* _What you will do_
Across the entries that follow, work out the number of lines containing the string "Instant", and state it alone.

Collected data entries
# # # # #
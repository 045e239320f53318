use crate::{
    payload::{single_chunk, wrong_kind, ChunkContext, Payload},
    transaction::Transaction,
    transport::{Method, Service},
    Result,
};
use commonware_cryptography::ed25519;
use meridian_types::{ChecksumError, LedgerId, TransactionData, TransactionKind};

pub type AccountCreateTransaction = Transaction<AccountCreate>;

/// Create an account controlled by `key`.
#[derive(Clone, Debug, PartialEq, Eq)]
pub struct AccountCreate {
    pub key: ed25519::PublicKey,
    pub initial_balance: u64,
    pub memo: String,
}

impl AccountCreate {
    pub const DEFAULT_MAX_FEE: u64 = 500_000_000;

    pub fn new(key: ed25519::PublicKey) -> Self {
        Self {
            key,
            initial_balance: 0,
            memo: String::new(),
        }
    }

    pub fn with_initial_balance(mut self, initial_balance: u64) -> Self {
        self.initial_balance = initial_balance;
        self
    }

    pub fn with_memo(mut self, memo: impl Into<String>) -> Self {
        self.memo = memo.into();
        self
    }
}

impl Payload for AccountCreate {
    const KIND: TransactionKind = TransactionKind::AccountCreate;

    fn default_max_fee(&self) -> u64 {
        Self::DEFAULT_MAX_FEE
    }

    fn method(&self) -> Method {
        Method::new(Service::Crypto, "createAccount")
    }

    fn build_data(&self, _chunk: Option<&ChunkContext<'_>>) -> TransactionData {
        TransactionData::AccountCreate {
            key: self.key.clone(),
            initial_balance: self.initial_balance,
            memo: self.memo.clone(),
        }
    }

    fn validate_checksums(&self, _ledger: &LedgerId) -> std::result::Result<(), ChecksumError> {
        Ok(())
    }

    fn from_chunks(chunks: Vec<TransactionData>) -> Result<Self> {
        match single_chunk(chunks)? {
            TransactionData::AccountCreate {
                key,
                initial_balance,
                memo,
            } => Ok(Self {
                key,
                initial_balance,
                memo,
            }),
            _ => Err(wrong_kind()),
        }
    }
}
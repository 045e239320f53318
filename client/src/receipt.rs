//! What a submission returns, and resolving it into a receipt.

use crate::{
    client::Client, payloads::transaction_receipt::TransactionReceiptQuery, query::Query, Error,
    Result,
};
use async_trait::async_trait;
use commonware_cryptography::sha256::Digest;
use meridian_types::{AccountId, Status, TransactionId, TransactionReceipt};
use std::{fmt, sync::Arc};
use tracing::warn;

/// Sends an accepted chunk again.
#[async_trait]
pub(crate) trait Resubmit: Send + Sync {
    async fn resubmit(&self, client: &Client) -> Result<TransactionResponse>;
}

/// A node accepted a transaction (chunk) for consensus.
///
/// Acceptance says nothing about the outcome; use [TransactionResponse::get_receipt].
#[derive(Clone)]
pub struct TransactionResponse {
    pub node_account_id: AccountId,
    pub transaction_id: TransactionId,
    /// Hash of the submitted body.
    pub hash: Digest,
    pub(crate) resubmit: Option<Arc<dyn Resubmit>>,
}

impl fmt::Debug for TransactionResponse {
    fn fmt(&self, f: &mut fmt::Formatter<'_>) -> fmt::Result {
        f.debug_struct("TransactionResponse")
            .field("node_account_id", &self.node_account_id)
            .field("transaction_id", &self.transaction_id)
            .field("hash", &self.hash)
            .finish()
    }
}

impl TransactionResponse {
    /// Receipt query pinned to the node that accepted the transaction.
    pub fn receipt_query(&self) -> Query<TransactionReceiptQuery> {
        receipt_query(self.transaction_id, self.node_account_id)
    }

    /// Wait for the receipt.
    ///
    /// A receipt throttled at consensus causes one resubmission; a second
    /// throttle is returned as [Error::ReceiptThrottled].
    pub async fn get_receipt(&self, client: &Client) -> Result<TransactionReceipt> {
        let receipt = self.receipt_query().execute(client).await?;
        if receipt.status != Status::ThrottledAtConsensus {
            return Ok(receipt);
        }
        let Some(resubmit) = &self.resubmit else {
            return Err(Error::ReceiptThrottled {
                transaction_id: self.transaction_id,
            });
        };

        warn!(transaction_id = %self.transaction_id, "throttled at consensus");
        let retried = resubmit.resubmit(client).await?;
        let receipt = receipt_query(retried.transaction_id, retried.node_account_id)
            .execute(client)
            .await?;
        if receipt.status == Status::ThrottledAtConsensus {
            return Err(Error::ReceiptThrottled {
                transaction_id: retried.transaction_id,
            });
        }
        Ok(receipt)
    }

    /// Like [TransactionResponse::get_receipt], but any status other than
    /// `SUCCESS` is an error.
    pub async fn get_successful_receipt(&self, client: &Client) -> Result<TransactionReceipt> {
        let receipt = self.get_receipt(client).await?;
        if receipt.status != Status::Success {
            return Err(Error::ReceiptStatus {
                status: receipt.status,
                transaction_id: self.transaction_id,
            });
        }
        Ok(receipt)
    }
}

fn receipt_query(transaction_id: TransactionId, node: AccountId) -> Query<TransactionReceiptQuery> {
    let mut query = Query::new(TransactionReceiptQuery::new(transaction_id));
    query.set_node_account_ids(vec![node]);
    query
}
# # # # #
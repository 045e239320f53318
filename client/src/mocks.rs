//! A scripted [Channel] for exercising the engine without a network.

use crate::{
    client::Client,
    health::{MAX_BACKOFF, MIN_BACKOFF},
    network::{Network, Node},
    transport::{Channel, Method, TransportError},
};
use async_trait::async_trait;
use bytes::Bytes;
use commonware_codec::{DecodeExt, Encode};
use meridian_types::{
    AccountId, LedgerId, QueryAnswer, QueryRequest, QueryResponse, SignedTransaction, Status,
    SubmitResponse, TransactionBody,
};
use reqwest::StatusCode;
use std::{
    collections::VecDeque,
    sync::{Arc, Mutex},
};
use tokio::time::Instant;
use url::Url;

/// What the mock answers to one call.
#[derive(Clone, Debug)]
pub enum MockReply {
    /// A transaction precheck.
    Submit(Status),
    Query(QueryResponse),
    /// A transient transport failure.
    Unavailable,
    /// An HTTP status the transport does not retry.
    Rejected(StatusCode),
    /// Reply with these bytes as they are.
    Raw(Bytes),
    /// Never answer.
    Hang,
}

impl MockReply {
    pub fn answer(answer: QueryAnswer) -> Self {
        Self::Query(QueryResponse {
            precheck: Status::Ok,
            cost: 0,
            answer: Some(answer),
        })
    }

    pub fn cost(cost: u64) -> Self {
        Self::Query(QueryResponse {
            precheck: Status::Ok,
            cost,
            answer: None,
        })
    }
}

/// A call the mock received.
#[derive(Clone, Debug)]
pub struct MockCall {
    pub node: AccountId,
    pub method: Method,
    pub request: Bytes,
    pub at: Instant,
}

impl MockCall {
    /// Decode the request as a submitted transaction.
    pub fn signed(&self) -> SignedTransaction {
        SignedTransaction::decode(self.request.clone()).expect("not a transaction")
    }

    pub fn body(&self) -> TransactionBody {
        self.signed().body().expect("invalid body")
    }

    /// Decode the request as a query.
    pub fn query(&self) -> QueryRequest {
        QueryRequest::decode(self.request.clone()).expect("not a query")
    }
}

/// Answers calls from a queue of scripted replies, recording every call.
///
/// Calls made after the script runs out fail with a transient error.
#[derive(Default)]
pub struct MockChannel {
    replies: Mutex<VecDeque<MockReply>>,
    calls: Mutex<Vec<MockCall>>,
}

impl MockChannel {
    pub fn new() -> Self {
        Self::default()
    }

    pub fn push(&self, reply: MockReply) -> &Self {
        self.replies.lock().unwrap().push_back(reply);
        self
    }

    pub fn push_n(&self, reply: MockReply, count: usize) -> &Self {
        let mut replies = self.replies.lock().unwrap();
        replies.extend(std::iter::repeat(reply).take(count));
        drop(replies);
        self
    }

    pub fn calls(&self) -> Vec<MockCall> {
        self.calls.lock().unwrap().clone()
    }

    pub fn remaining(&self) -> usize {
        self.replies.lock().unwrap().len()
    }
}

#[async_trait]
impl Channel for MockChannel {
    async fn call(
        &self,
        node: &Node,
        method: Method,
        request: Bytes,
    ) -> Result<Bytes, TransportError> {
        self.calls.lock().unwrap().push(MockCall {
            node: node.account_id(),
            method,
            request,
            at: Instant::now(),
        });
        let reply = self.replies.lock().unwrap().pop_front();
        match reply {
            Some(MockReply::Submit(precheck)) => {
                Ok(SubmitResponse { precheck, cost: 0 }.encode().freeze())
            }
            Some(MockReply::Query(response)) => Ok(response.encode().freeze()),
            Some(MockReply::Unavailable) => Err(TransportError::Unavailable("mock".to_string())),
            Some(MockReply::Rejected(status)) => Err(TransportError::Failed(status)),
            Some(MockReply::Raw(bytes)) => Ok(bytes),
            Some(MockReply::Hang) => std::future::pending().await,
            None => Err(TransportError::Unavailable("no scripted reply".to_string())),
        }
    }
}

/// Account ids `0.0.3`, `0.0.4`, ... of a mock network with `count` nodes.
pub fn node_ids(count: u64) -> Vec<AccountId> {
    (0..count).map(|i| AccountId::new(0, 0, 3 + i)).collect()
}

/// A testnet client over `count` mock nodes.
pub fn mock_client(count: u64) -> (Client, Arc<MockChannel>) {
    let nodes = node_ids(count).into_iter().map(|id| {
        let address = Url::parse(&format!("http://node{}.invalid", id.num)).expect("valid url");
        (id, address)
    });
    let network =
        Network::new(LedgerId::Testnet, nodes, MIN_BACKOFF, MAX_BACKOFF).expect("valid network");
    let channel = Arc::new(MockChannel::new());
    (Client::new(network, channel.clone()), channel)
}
# # # # #
* _Completed task_
3